Hoh Law Corporation lawyer N. Srinivasan said: "One reason is people are now more aware of their rights over compensation for personal injuries unlike before, when they probably suffered in silence."

 
 

Clifford Law's Ms Sandhu cited examples from the cases she has handled, including a "trip and fall from a badly designed low step or carpet, falling branches or even falling signs in shops".

She said there have also been cases involving defective playground equipment and broken or uneven tiles or drain covers.

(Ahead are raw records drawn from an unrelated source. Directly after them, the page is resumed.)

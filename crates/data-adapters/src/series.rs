//! Display-ready payloads returned by the adapters.

use chrono::{Datelike, NaiveDateTime};
use serde::Serialize;

/// A named numeric column; `None` marks a missing value.
#[derive(Debug, Clone, PartialEq, Serialize)]
pub struct Column {
    pub name: String,
    pub values: Vec<Option<f64>>,
}

impl Column {
    pub fn new(name: impl Into<String>, values: Vec<Option<f64>>) -> Self {
        Self {
            name: name.into(),
            values,
        }
    }
}

/// Date-indexed table with one or more numeric columns.
#[derive(Debug, Clone, Default, PartialEq, Serialize)]
pub struct TimeSeries {
    pub index: Vec<NaiveDateTime>,
    pub columns: Vec<Column>,
}

impl TimeSeries {
    pub fn new(index: Vec<NaiveDateTime>, columns: Vec<Column>) -> Self {
        Self { index, columns }
    }

    pub fn len(&self) -> usize {
        self.index.len()
    }

    pub fn is_empty(&self) -> bool {
        self.index.is_empty()
    }

    pub fn column(&self, name: &str) -> Option<&Column> {
        self.columns.iter().find(|c| c.name == name)
    }

    pub fn column_names(&self) -> Vec<&str> {
        self.columns.iter().map(|c| c.name.as_str()).collect()
    }

    /// Value at `row` of the column named `name`.
    pub fn value(&self, row: usize, name: &str) -> Option<f64> {
        self.column(name)?.values.get(row).copied().flatten()
    }

    /// Value at (`row`, `col`) by position, as with a positional dataframe lookup.
    pub fn value_at(&self, row: usize, col: usize) -> Option<f64> {
        self.columns.get(col)?.values.get(row).copied().flatten()
    }

    /// Rows whose timestamp falls within calendar year `year`.
    pub fn filter_year(&self, year: i32) -> TimeSeries {
        let rows: Vec<usize> = self
            .index
            .iter()
            .enumerate()
            .filter(|(_, ts)| ts.year() == year)
            .map(|(i, _)| i)
            .collect();

        TimeSeries {
            index: rows.iter().map(|&i| self.index[i]).collect(),
            columns: self
                .columns
                .iter()
                .map(|c| Column::new(c.name.clone(), rows.iter().map(|&i| c.values[i]).collect()))
                .collect(),
        }
    }

    /// Distinct calendar years present in the index, ascending.
    pub fn years(&self) -> Vec<i32> {
        let mut years: Vec<i32> = self.index.iter().map(|ts| ts.year()).collect();
        years.sort_unstable();
        years.dedup();
        years
    }
}

/// Gridded 2-D values in row-major order (e.g. an elevation surface).
#[derive(Debug, Clone, PartialEq, Serialize)]
pub struct Grid {
    pub rows: usize,
    pub cols: usize,
    pub values: Vec<Option<f64>>,
}

impl Grid {
    pub fn get(&self, row: usize, col: usize) -> Option<f64> {
        if row >= self.rows || col >= self.cols {
            return None;
        }
        self.values[row * self.cols + col]
    }

    /// Values as nested rows, the shape a surface trace expects.
    pub fn to_rows(&self) -> Vec<Vec<Option<f64>>> {
        if self.cols == 0 {
            return Vec::new();
        }
        self.values.chunks(self.cols).map(|r| r.to_vec()).collect()
    }
}

/// Anything an adapter can hand back to a binding.
#[derive(Debug, Clone, PartialEq)]
pub enum Payload {
    TimeSeries(TimeSeries),
    Grid(Grid),
    Profile(Vec<Option<f64>>),
}

impl Payload {
    pub fn kind(&self) -> &'static str {
        match self {
            Payload::TimeSeries(_) => "time series",
            Payload::Grid(_) => "grid",
            Payload::Profile(_) => "profile",
        }
    }
}

#[cfg(test)]
mod tests {
    use super::*;
    use dash_common::parse_timestamp;

    fn series() -> TimeSeries {
        let index = ["2002-05-01", "2002-11-01", "2003-02-01"]
            .iter()
            .map(|s| parse_timestamp(s).unwrap())
            .collect();
        TimeSeries::new(
            index,
            vec![Column::new("tws", vec![Some(1.0), None, Some(3.0)])],
        )
    }

    #[test]
    fn test_filter_year() {
        let ts = series();
        let y2002 = ts.filter_year(2002);
        assert_eq!(y2002.len(), 2);
        assert_eq!(y2002.value(0, "tws"), Some(1.0));
        assert_eq!(y2002.value(1, "tws"), None);
        assert!(ts.filter_year(1990).is_empty());
    }

    #[test]
    fn test_years() {
        assert_eq!(series().years(), vec![2002, 2003]);
    }

    #[test]
    fn test_grid_rows() {
        let grid = Grid {
            rows: 2,
            cols: 2,
            values: vec![Some(1.0), None, Some(-2.0), Some(5.0)],
        };
        assert_eq!(grid.get(1, 0), Some(-2.0));
        assert_eq!(grid.get(2, 0), None);
        assert_eq!(grid.to_rows()[0], vec![Some(1.0), None]);
    }
}
//! Derived view state: the latest rendering of every output.

use serde::{Deserialize, Serialize};
use std::collections::BTreeMap;
use std::fmt;

use crate::figure::{Figure, Table};

/// Identifier of a visual property, `"<component>.<property>"`.
#[derive(Debug, Clone, PartialEq, Eq, PartialOrd, Ord, Hash, Serialize, Deserialize)]
#[serde(transparent)]
pub struct OutputTarget(String);

impl OutputTarget {
    pub fn new(id: impl Into<String>) -> Self {
        Self(id.into())
    }

    pub fn as_str(&self) -> &str {
        &self.0
    }

    /// Component part of the target (before the first dot).
    pub fn component(&self) -> &str {
        self.0.split('.').next().unwrap_or(&self.0)
    }
}

impl From<&str> for OutputTarget {
    fn from(s: &str) -> Self {
        Self(s.to_string())
    }
}

impl fmt::Display for OutputTarget {
    fn fmt(&self, f: &mut fmt::Formatter<'_>) -> fmt::Result {
        f.write_str(&self.0)
    }
}

/// A value written to an output.
#[derive(Debug, Clone, PartialEq, Serialize)]
#[serde(tag = "type", content = "data", rename_all = "snake_case")]
pub enum OutputValue {
    Text(String),
    LayerParams(BTreeMap<String, serde_json::Value>),
    Figure(Figure),
    Table(Table),
}

impl OutputValue {
    pub fn as_text(&self) -> Option<&str> {
        match self {
            OutputValue::Text(s) => Some(s),
            _ => None,
        }
    }

    pub fn as_layer_params(&self) -> Option<&BTreeMap<String, serde_json::Value>> {
        match self {
            OutputValue::LayerParams(p) => Some(p),
            _ => None,
        }
    }

    pub fn as_figure(&self) -> Option<&Figure> {
        match self {
            OutputValue::Figure(f) => Some(f),
            _ => None,
        }
    }

    pub fn as_table(&self) -> Option<&Table> {
        match self {
            OutputValue::Table(t) => Some(t),
            _ => None,
        }
    }
}

/// What a panel currently shows: a value or the error of its last firing.
#[derive(Debug, Clone, PartialEq, Serialize)]
#[serde(rename_all = "snake_case")]
pub enum Rendered {
    Value(OutputValue),
    Error(String),
}

impl Rendered {
    pub fn value(&self) -> Option<&OutputValue> {
        match self {
            Rendered::Value(v) => Some(v),
            Rendered::Error(_) => None,
        }
    }

    pub fn error(&self) -> Option<&str> {
        match self {
            Rendered::Error(e) => Some(e),
            Rendered::Value(_) => None,
        }
    }
}

/// One output written during a dispatch.
#[derive(Debug, Clone, PartialEq, Serialize)]
pub struct OutputUpdate {
    pub target: OutputTarget,
    pub binding: String,
    pub rendered: Rendered,
}

/// Latest rendering per output target. Entries are replaced, never patched.
#[derive(Debug, Clone, Default, PartialEq, Serialize)]
#[serde(transparent)]
pub struct ViewState {
    outputs: BTreeMap<OutputTarget, Rendered>,
}

impl ViewState {
    pub fn get(&self, target: &OutputTarget) -> Option<&Rendered> {
        self.outputs.get(target)
    }

    /// Current value of a target, if it holds one.
    pub fn value(&self, target: &OutputTarget) -> Option<&OutputValue> {
        self.get(target).and_then(Rendered::value)
    }

    pub fn replace(&mut self, target: OutputTarget, rendered: Rendered) {
        self.outputs.insert(target, rendered);
    }

    pub fn len(&self) -> usize {
        self.outputs.len()
    }

    pub fn is_empty(&self) -> bool {
        self.outputs.is_empty()
    }
}
//! Coordinate reference system transformations.
//!
//! Areas are always computed in an equal-area frame, never on raw
//! longitude/latitude.

pub mod albers;
pub mod area;

pub use albers::{AlbersEqualArea, ProjectionError};
pub use area::{geometry_area, polygon_area, ring_area};
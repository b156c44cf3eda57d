//! Binary and delimited array payloads from the coverage endpoints.
//!
//! Terrain surfaces arrive as NumPy `.npy` files (format versions 1 to 3)
//! holding a 2-D array; cross-sections arrive as a plain delimited list of
//! numbers.

use crate::error::AdapterError;
use crate::series::Grid;

const NPY_MAGIC: &[u8] = b"\x93NUMPY";

#[derive(Debug, Clone, Copy, PartialEq)]
enum DType {
    F4,
    F8,
    I2,
    I4,
}

impl DType {
    fn size(self) -> usize {
        match self {
            DType::I2 => 2,
            DType::F4 | DType::I4 => 4,
            DType::F8 => 8,
        }
    }
}

#[derive(Debug, Clone, PartialEq)]
struct NpyHeader {
    dtype: DType,
    big_endian: bool,
    fortran_order: bool,
    shape: Vec<usize>,
}

/// Parse a NumPy `.npy` body holding a 2-D array into a [`Grid`].
///
/// NaN cells become missing values. Fortran-ordered arrays are transposed
/// into row-major order.
pub fn parse_npy(body: &[u8]) -> Result<Grid, AdapterError> {
    if body.len() < 10 || &body[..6] != NPY_MAGIC {
        return Err(AdapterError::parse("npy", "missing NUMPY magic"));
    }

    let major = body[6];
    let (header_len, header_start) = match major {
        1 => (u16::from_le_bytes([body[8], body[9]]) as usize, 10),
        2 | 3 => {
            if body.len() < 12 {
                return Err(AdapterError::parse("npy", "truncated header length"));
            }
            (
                u32::from_le_bytes([body[8], body[9], body[10], body[11]]) as usize,
                12,
            )
        }
        v => return Err(AdapterError::parse("npy", format!("unsupported format version {}", v))),
    };

    let data_start = header_start + header_len;
    if body.len() < data_start {
        return Err(AdapterError::parse("npy", "truncated header"));
    }
    let header_text = std::str::from_utf8(&body[header_start..data_start])
        .map_err(|_| AdapterError::parse("npy", "header is not valid text"))?;
    let header = parse_header(header_text)?;

    let (rows, cols) = match header.shape.as_slice() {
        [rows, cols] => (*rows, *cols),
        other => {
            return Err(AdapterError::parse(
                "npy",
                format!("expected a 2-D array, got shape {:?}", other),
            ))
        }
    };

    let (count, expected) = rows
        .checked_mul(cols)
        .and_then(|n| Some((n, n.checked_mul(header.dtype.size())?)))
        .ok_or_else(|| {
            AdapterError::parse("npy", format!("shape ({}, {}) is too large", rows, cols))
        })?;
    let data = &body[data_start..];
    if data.len() < expected {
        return Err(AdapterError::parse(
            "npy",
            format!("expected {} data bytes, got {}", expected, data.len()),
        ));
    }

    let raw: Vec<f64> = data[..expected]
        .chunks_exact(header.dtype.size())
        .map(|chunk| decode(chunk, header.dtype, header.big_endian))
        .collect();

    let mut values = Vec::with_capacity(count);
    for r in 0..rows {
        for c in 0..cols {
            let v = if header.fortran_order {
                raw[c * rows + r]
            } else {
                raw[r * cols + c]
            };
            values.push(v.is_finite().then_some(v));
        }
    }

    Ok(Grid { rows, cols, values })
}

fn decode(chunk: &[u8], dtype: DType, big_endian: bool) -> f64 {
    macro_rules! read {
        ($t:ty, $n:expr) => {{
            let mut buf = [0u8; $n];
            buf.copy_from_slice(chunk);
            if big_endian {
                <$t>::from_be_bytes(buf) as f64
            } else {
                <$t>::from_le_bytes(buf) as f64
            }
        }};
    }
    match dtype {
        DType::F4 => read!(f32, 4),
        DType::F8 => read!(f64, 8),
        DType::I2 => read!(i16, 2),
        DType::I4 => read!(i32, 4),
    }
}

/// Parse the Python dict literal of an npy header, e.g.
/// `{'descr': '<f4', 'fortran_order': False, 'shape': (3, 4), }`.
fn parse_header(text: &str) -> Result<NpyHeader, AdapterError> {
    let descr = dict_value(text, "descr")
        .and_then(|v| v.trim().strip_prefix('\'').and_then(|v| v.split('\'').next()))
        .ok_or_else(|| AdapterError::parse("npy", "header has no descr"))?;

    if descr.len() < 3 {
        return Err(AdapterError::parse("npy", format!("unsupported descr '{}'", descr)));
    }
    let (endian, code) = descr.split_at(1);
    let big_endian = match endian {
        "<" | "|" | "=" => false,
        ">" => true,
        _ => return Err(AdapterError::parse("npy", format!("unsupported descr '{}'", descr))),
    };
    let dtype = match code {
        "f4" => DType::F4,
        "f8" => DType::F8,
        "i2" => DType::I2,
        "i4" => DType::I4,
        _ => return Err(AdapterError::parse("npy", format!("unsupported dtype '{}'", descr))),
    };

    let fortran_order = dict_value(text, "fortran_order")
        .map(|v| v.trim_start().starts_with("True"))
        .unwrap_or(false);

    let shape_text = dict_value(text, "shape")
        .and_then(|v| {
            let v = v.trim_start().strip_prefix('(')?;
            v.split(')').next()
        })
        .ok_or_else(|| AdapterError::parse("npy", "header has no shape"))?;

    let shape = shape_text
        .split(',')
        .map(str::trim)
        .filter(|s| !s.is_empty())
        .map(|s| {
            s.parse::<usize>()
                .map_err(|_| AdapterError::parse("npy", format!("invalid shape entry '{}'", s)))
        })
        .collect::<Result<Vec<_>, _>>()?;

    Ok(NpyHeader {
        dtype,
        big_endian,
        fortran_order,
        shape,
    })
}

/// Text following `'key':` in the header dict.
fn dict_value<'a>(text: &'a str, key: &str) -> Option<&'a str> {
    let needle = format!("'{}':", key);
    let start = text.find(&needle)? + needle.len();
    Some(&text[start..])
}

/// Parse a delimited 1-D array (commas, semicolons or whitespace).
pub fn parse_delimited(body: &[u8]) -> Result<Vec<Option<f64>>, AdapterError> {
    let text = std::str::from_utf8(body)
        .map_err(|_| AdapterError::parse("delimited", "body is not valid UTF-8"))?;

    text.split(|c: char| c == ',' || c == ';' || c.is_whitespace())
        .filter(|token| !token.is_empty())
        .map(|token| {
            if token.eq_ignore_ascii_case("nan") {
                return Ok(None);
            }
            token
                .parse::<f64>()
                .map(|v| v.is_finite().then_some(v))
                .map_err(|_| AdapterError::parse("delimited", format!("invalid number '{}'", token)))
        })
        .collect()
}
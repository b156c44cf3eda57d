//! Bounding box types and operations.

use serde::{Deserialize, Serialize};

/// A geographic or projected bounding box.
///
/// For geographic coordinates (EPSG:4326) values are in degrees,
/// for projected coordinates (EPSG:3577) they are in meters.
#[derive(Debug, Clone, Copy, PartialEq, Serialize, Deserialize)]
pub struct BoundingBox {
    pub min_x: f64,
    pub min_y: f64,
    pub max_x: f64,
    pub max_y: f64,
}

impl BoundingBox {
    /// Create a new bounding box from corner coordinates.
    pub fn new(min_x: f64, min_y: f64, max_x: f64, max_y: f64) -> Self {
        Self {
            min_x,
            min_y,
            max_x,
            max_y,
        }
    }

    /// Grow the box so it includes the given point.
    pub fn expand_to(self, x: f64, y: f64) -> Self {
        Self {
            min_x: self.min_x.min(x),
            min_y: self.min_y.min(y),
            max_x: self.max_x.max(x),
            max_y: self.max_y.max(y),
        }
    }

    /// Smallest box containing both boxes.
    pub fn union(&self, other: &BoundingBox) -> BoundingBox {
        BoundingBox {
            min_x: self.min_x.min(other.min_x),
            min_y: self.min_y.min(other.min_y),
            max_x: self.max_x.max(other.max_x),
            max_y: self.max_y.max(other.max_y),
        }
    }

    /// Format as a WMS 1.1.1 BBOX parameter: "minx,miny,maxx,maxy".
    pub fn to_wms_string(&self) -> String {
        format!("{},{},{},{}", self.min_x, self.min_y, self.max_x, self.max_y)
    }
}
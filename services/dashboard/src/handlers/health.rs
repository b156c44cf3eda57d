//! Health, readiness and metrics handlers.

use std::sync::Arc;

use axum::{
    extract::Extension,
    http::{header, StatusCode},
    response::{IntoResponse, Response},
    Json,
};
use metrics_exporter_prometheus::PrometheusHandle;
use serde::Serialize;

use crate::layout::{Dataset, Variant};
use crate::state::AppState;

#[derive(Serialize)]
pub struct HealthResponse {
    pub status: String,
}

#[derive(Serialize)]
pub struct ReadyResponse {
    pub ready: bool,
    pub variant: Variant,
    #[serde(skip_serializing_if = "Vec::is_empty")]
    pub missing: Vec<Dataset>,
}

/// GET /health - Basic health check
pub async fn health_handler() -> Json<HealthResponse> {
    Json(HealthResponse {
        status: "ok".to_string(),
    })
}

/// GET /ready - Readiness check (reference data loaded)
pub async fn ready_handler(Extension(state): Extension<Arc<AppState>>) -> Response {
    let missing = state.missing_datasets();
    let ready = missing.is_empty();
    let response = ReadyResponse {
        ready,
        variant: state.variant,
        missing,
    };

    let status = if ready {
        StatusCode::OK
    } else {
        StatusCode::SERVICE_UNAVAILABLE
    };
    (status, Json(response)).into_response()
}

/// GET /metrics - Prometheus metrics
pub async fn metrics_handler(Extension(handle): Extension<PrometheusHandle>) -> Response {
    (
        StatusCode::OK,
        [(header::CONTENT_TYPE, "text/plain; version=0.0.4")],
        handle.render(),
    )
        .into_response()
}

"All these issues arise from bad design, neglect or lack of maintenance. These cases are eventually settled with the client getting fairly compensated for their injuries and other losses. Only a small percentage of these cases actually proceed to trial."

Ms Sandhu added: "I have also seen a few unfortunate and bizarre cases, such as one where a luggage trolley rammed into my client.

"In another case, the waiter accidentally dropped the first course platter in a 10-course Chinese dinner (the cold platter) on my client's head. The reputable hotel disclaimed liability until we said we would call the remaining nine guests to give evidence."

Ms Sandhu said the case was eventually settled out of court with "my client getting her medical expenses, plastic surgeon's expenses, dry cleaning and pain and suffering compensation".

 
 

In March this year, a teen cyclist was hit and injured by a falling tree branch near a lamp post in Potong Pasir Avenue 1, where tree-pruning work was being done.

The left lane of the road was marked out by orange barriers and cones as part of safety measures. At issue is whether the cyclist went past the cones and entered the work area when he was hit by the branch.

The 14-year-old, who maintained that he was cycling along the edge of the cordoned area, suffered a minor head and shoulder injury as well as lacerations, and received treatment at KK Women's and Children's Hospital.

The boy's mother is seeking legal action on his behalf against the tree-pruning contractor, if compensation talks for negligence fails, said Ms Sandhu.